Dataset excerpts:
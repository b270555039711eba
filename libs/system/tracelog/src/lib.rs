// This file is part of Nitrogen.
//
// Nitrogen is free software: you can redistribute it and/or modify
// it under the terms of the GNU General Public License as published by
// the Free Software Foundation, either version 3 of the License, or
// (at your option) any later version.
//
// Nitrogen is distributed in the hope that it will be useful,
// but WITHOUT ANY WARRANTY; without even the implied warranty of
// MERCHANTABILITY or FITNESS FOR A PARTICULAR PURPOSE.  See the
// GNU General Public License for more details.
//
// You should have received a copy of the GNU General Public License
// along with Nitrogen.  If not, see <http://www.gnu.org/licenses/>.
use anyhow::Result;
use structopt::StructOpt;
use tracing_subscriber::{
    fmt::{format::DefaultFields, FormattedFields},
    prelude::*,
    registry::Registry,
    EnvFilter,
};

#[derive(Clone, Debug, StructOpt)]
pub struct TraceLogOpts {
    /// Capture a chrome-format execution trace.
    #[structopt(short = "T", long)]
    trace: bool,

    /// Log filter directives; falls back to RUST_LOG, then to info.
    #[structopt(long)]
    log_filter: Option<String>,
}

impl TraceLogOpts {
    pub fn trace_enabled(&self) -> bool {
        self.trace
    }

    fn filter(&self) -> Result<EnvFilter> {
        Ok(match &self.log_filter {
            Some(directives) => EnvFilter::try_new(directives)?,
            None => EnvFilter::try_from_default_env().unwrap_or_else(|_| EnvFilter::new("info")),
        })
    }
}

/// The installed global subscriber. Keep it alive for as long as the
/// chrome trace should keep recording.
pub struct TraceLog {
    _chrome_guard: Option<tracing_chrome::FlushGuard>,
}

impl TraceLog {
    /// Install the global subscriber and route `log` records into it. May
    /// only be called once per process.
    pub fn init(opts: &TraceLogOpts) -> Result<Self> {
        tracing_log::LogTracer::init()?;

        let (chrome_layer, guard) = if opts.trace {
            let (chrome_layer, guard) = tracing_chrome::ChromeLayerBuilder::new()
                .name_fn(Box::new(|event_or_span| match event_or_span {
                    tracing_chrome::EventOrSpan::Event(event) => event.metadata().name().into(),
                    tracing_chrome::EventOrSpan::Span(span) => {
                        if let Some(fields) =
                            span.extensions().get::<FormattedFields<DefaultFields>>()
                        {
                            format!("{}: {}", span.metadata().name(), fields.fields.as_str())
                        } else {
                            span.metadata().name().into()
                        }
                    }
                }))
                .build();
            (Some(chrome_layer), Some(guard))
        } else {
            (None, None)
        };

        let subscriber = Registry::default()
            .with(opts.filter()?)
            .with(tracing_error::ErrorLayer::default())
            .with(tracing_subscriber::fmt::Layer::default())
            .with(chrome_layer);
        tracing::subscriber::set_global_default(subscriber)?;

        Ok(Self {
            _chrome_guard: guard,
        })
    }
}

= Assigned task =
All of the data, start to finish: please output it exactly.

= Response for this exercise =
repository b270555039711eba
filename libs/system/tracelog/src/lib.rs
// This file is part of Nitrogen.
//
// Nitrogen is free software: you can redistribute it and/or modify
// it under the terms of the GNU General Public License as published by
// the Free Software Foundation, either version 3 of the License, or
// (at your option) any later version.
//
// Nitrogen is distributed in the hope that it will be useful,
// but WITHOUT ANY WARRANTY; without even the implied warranty of
// MERCHANTABILITY or FITNESS FOR A PARTICULAR PURPOSE.  See the
// GNU General Public License for more details.
//
// You should have received a copy of the GNU General Public License
// along with Nitrogen.  If not, see <http://www.gnu.org/licenses/>.
use anyhow::Result;
use structopt::StructOpt;
use tracing_subscriber::{
    fmt::{format::DefaultFields, FormattedFields},
    prelude::*,
    registry::Registry,
    EnvFilter,
};

#[derive(Clone, Debug, StructOpt)]
pub struct TraceLogOpts {
    /// Capture a chrome-format execution trace.
    #[structopt(short = "T", long)]
    trace: bool,

    /// Log filter directives; falls back to RUST_LOG, then to info.
    #[structopt(long)]
    log_filter: Option<String>,
}

impl TraceLogOpts {
    pub fn trace_enabled(&self) -> bool {
        self.trace
    }

    fn filter(&self) -> Result<EnvFilter> {
        Ok(match &self.log_filter {
            Some(directives) => EnvFilter::try_new(directives)?,
            None => EnvFilter::try_from_default_env().unwrap_or_else(|_| EnvFilter::new("info")),
        })
    }
}

/// The installed global subscriber. Keep it alive for as long as the
/// chrome trace should keep recording.
pub struct TraceLog {
    _chrome_guard: Option<tracing_chrome::FlushGuard>,
}

impl TraceLog {
    /// Install the global subscriber and route `log` records into it. May
    /// only be called once per process.
    pub fn init(opts: &TraceLogOpts) -> Result<Self> {
        tracing_log::LogTracer::init()?;

        let (chrome_layer, guard) = if opts.trace {
            let (chrome_layer, guard) = tracing_chrome::ChromeLayerBuilder::new()
                .name_fn(Box::new(|event_or_span| match event_or_span {
                    tracing_chrome::EventOrSpan::Event(event) => event.metadata().name().into(),
                    tracing_chrome::EventOrSpan::Span(span) => {
                        if let Some(fields) =
                            span.extensions().get::<FormattedFields<DefaultFields>>()
                        {
                            format!("{}: {}", span.metadata().name(), fields.fields.as_str())
                        } else {
                            span.metadata().name().into()
                        }
                    }
                }))
                .build();
            (Some(chrome_layer), Some(guard))
        } else {
            (None, None)
        };

        let subscriber = Registry::default()
            .with(opts.filter()?)
            .with(tracing_error::ErrorLayer::default())
            .with(tracing_subscriber::fmt::Layer::default())
            .with(chrome_layer);
        tracing::subscriber::set_global_default(subscriber)?;

        Ok(Self {
            _chrome_guard: guard,
        })
    }
}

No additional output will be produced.